Balaton is Central Europe’s largest freshwater lake, the sheer vastness giving it the fitting sobriquet of ‘Hungarian Sea’. By this lakeside stands Balatonfured, a charming all-season town and weekend destination. A host of adventure activities, including yachting and ice skating add to its popularity quotient. It’s here that Tagore arrived in October 1926, not as a tourist but a patient.
He had been invited to Budapest for a poetry-reading convention and its gruelling schedule is said to have taken a toll on his health. Doctor advice brought him to Balatonfured’s State Heart Hospital, where he spent a few weeks on his way to recovery.
On a pleasant evening I arrive in the town. It’s tranquil, pretty, and has that comforting coastal air. A string of lakeside shops are selling Hungarian souvenirs, and they prefer the local currency forint over the euro. Someone’s trying his hand at the accordion. A trio of elders and children are enjoying feeding ducks. A young man is being taught the art of angling. Don Williams’ ‘It’s gotta be magic’ is playing in the background and the endearing bass-baritone truly adds magic to the town’s merry mood.
An etching of his verse and its Hungarian translation
An etching of Tagore's  verse and its Hungarian translation
My interest lies in Tagore and soon I’m standing beside his sculpted bust, installed under the linden tree he is said to have planted. It’s in an open garden parallel to another dedication to him: the leafy Tagore Setany (promenade) running along the banks of Lake Balaton. In the garden I notice saplings planted by the who’s who of Indian politics. There’s Digvijaya Singh, his Opposition colleague Sushma Swaraj and a host of others. It’s Gurudev who’s brought them all here and shrunk the distance between Balatonfured and Delhi. A few metres from the promenade, across the quiet Gyogy Ter (square), is the heart hospital where he was treated. Here, too, the Nobel laureate’s memory has been lovingly preserved and Room no. 220, I’m told, has been designated the status of Tagore memorial and still carries his nameplate. Its interiors too have been left as were.
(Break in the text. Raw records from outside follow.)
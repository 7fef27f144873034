use serde::{Deserialize, Serialize};
use sqlx::FromRow;

#[derive(Deserialize)]
pub struct UserReq {
    pub username: String,
    pub password: String,
    pub role_id: u8,
    /// Link into the employee directory, if this account belongs to one.
    pub employee_id: Option<i64>,
}

#[derive(Deserialize)]
pub struct LoginReqDto {
    pub username: String,
    pub password: String,
}

#[derive(FromRow)]
pub struct UserSql {
    pub id: i64,
    pub username: String,
    pub password: String,
    pub role_id: i64,
    pub employee_id: Option<i64>,
}

#[derive(Debug, Serialize, Deserialize)]
pub struct Claims {
    pub user_id: i64,
    pub sub: String,
    pub role: u8, // role id
    pub exp: usize,
    pub jti: String,

    pub token_type: TokenType,
    /// Present only if this user is linked to an employee record
    pub employee_id: Option<i64>,
}

#[derive(Debug, Serialize, Deserialize, PartialEq)]
pub enum TokenType {
    Access,
    Refresh,
}
use dotenvy::dotenv;
use std::env;

#[derive(Clone)]
pub struct Config {
    pub database_url: String,
    pub jwt_secret: String,
    pub server_addr: String,
    pub access_token_ttl: usize,
    pub refresh_token_ttl: usize,

    // Rate limiting
    pub rate_login_per_min: u32,
    pub rate_register_per_min: u32,
    pub rate_refresh_per_min: u32,
    pub rate_protected_per_min: u32,

    pub api_prefix: String,
}

impl Config {
    pub fn from_env() -> Self {
        dotenv().ok();

        Self {
            server_addr: env::var("SERVER_ADDR").unwrap_or_else(|_| "127.0.0.1:8080".to_string()),
            // local-first store; override for a shared file database
            database_url: env::var("DATABASE_URL")
                .unwrap_or_else(|_| "sqlite://hrmaster.db?mode=rwc".to_string()),
            jwt_secret: env::var("JWT_SECRET").expect("JWT_SECRET must be set"),
            access_token_ttl: env::var("ACCESS_TOKEN_TTL")
                .unwrap_or_else(|_| "900".to_string()) // default 15 min
                .parse()
                .unwrap(),
            refresh_token_ttl: env::var("REFRESH_TOKEN_TTL")
                .unwrap_or_else(|_| "604800".to_string()) // default 7 days
                .parse()
                .unwrap(),

            rate_login_per_min: env::var("RATE_LOGIN_PER_MIN")
                .unwrap_or_else(|_| "60".to_string())
                .parse()
                .unwrap(),
            rate_register_per_min: env::var("RATE_REGISTER_PER_MIN")
                .unwrap_or_else(|_| "30".to_string())
                .parse()
                .unwrap(),
            rate_refresh_per_min: env::var("RATE_REFRESH_PER_MIN")
                .unwrap_or_else(|_| "30".to_string())
                .parse()
                .unwrap(),
            rate_protected_per_min: env::var("RATE_PROTECTED_PER_MIN")
                .unwrap_or_else(|_| "1000".to_string())
                .parse()
                .unwrap(),

            api_prefix: env::var("API_PREFIX").unwrap_or_else(|_| "/api".to_string()),
        }
    }
}
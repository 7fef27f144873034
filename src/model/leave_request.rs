use chrono::NaiveDate;
use serde::{Deserialize, Serialize};
use utoipa::ToSchema;

#[derive(Debug, Clone, Copy, PartialEq, Eq, Serialize, Deserialize, ToSchema)]
#[serde(rename_all = "lowercase")]
pub enum LeaveType {
    Annual,
    Sick,
    Unpaid,
}

impl LeaveType {
    pub fn as_str(&self) -> &str {
        match self {
            LeaveType::Annual => "annual",
            LeaveType::Sick => "sick",
            LeaveType::Unpaid => "unpaid",
        }
    }

    pub fn parse(value: &str) -> Option<Self> {
        match value {
            "annual" => Some(LeaveType::Annual),
            "sick" => Some(LeaveType::Sick),
            "unpaid" => Some(LeaveType::Unpaid),
            _ => None,
        }
    }

    /// Annual and sick leave count toward payable days, unpaid does not.
    pub fn is_paid(&self) -> bool {
        !matches!(self, LeaveType::Unpaid)
    }
}

#[derive(Debug, Clone, Serialize, Deserialize, sqlx::FromRow)]
pub struct LeaveRequest {
    pub id: i64,
    pub employee_id: i64,
    pub start_date: NaiveDate,
    pub end_date: NaiveDate,
    pub leave_type: String,
    pub status: String,
}

impl LeaveRequest {
    pub fn is_approved(&self) -> bool {
        self.status == "approved"
    }

    pub fn is_paid(&self) -> bool {
        LeaveType::parse(&self.leave_type).is_some_and(|t| t.is_paid())
    }

    pub fn covers(&self, date: NaiveDate) -> bool {
        self.start_date <= date && date <= self.end_date
    }
}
The sun’s dipped and as I move towards the lake’s pier — its entry guarded by two striking sculptures of the Fisherman and the Ferryman — all I can see is the vastness of blissful blue. The water and sky blur to create a harmonious, painterly dome. I stand mesmerised. I realise I’ve experienced my Tagore moment!
Over 800 years old, Balatonfured shows influences of Roman and Ottoman conquests, and walking through town acquaints me with architectural gems. One of these is the Kerektemplom or Round Church, from the middle of the 19th century, in neo-classical style. As I wander I come across another dedication to India. As chance would have it, Hungarian-Indian painter Amrita Sher-Gil’s retrospective is on view at Vaszary Kavezo, an elegant villa from the Reform Era that’s now an arts centre. It’s for the first time I’m viewing original works and memorabilia associated with the painter. I learn she lived a vivacious life. A quote by her — an extract from a letter to her friend — stays with me: “I can only paint in India. Europe belongs to Picasso, Matisse, Braque… India belongs only to me.”
A retrospective of Hungarian-Indian artist Amrita Sher-Gil at the Vaszary Kavezo art centre
A retrospective of Hungarian-Indian artist
Amrita Sher-Gil at the Vaszary Kavezo art centre
Quite distinctively, Balatonfured is among those few places in the world that have been a spa destination for centuries. The reputed healing qualities of its carbonated spring waters have since early-1700 cured many an affair of the heart and soul! In 1971 it was officially declared the country’s first health resort-town and year-through attracts visitors from around the globe. Hungary boasts over a thousand hot springs. “Earth’s history is mystery,” tour guide Andras Vereckei begins in his deep voice. “The geological features of the Carpathian Basin have made the earth’s shell very thin, resulting in waters rising easily to the surface,” he explains, adding, “The local yarn says, push a stick into the ground anywhere in Hungary and curative water would spring through!” I give myself a health boost by sipping a bit of the famed natural spring water from the Kossuth Lajos drinking hall on Gyogy Ter. The taste is acidic.
What makes Balatonfured further unique is its micro-climate. Known as the Land of Triple Sunshine, it’s believed the warmth emanates from the sun, the sunlight reflected by the water and the core of the earth. This favourable temperature has made it Hungary’s top wine-producing region and fetched it the title of International Town of Grapes and Wine in 1987.
Hilltop restaurants of wineries serve local specialities and offer unrivalled views of the shimmering lake beyond the verdant vineyards. The Szent Donat cellar-restaurant at Csopak village is one of the best in business and this is where I spent a lovely evening, attending a wine-tasting session, relishing a fare of goat cheese salad, pasta, and a typical Hungarian dessert of sweet quark cheese dumpling. I’m not a wine person and the quenchers that get my vote were the outstanding lavender and elderberry cordials. The subtlety of flavours was excellent and a perfect wrap to an enriching day spent by the shores of the Balaton.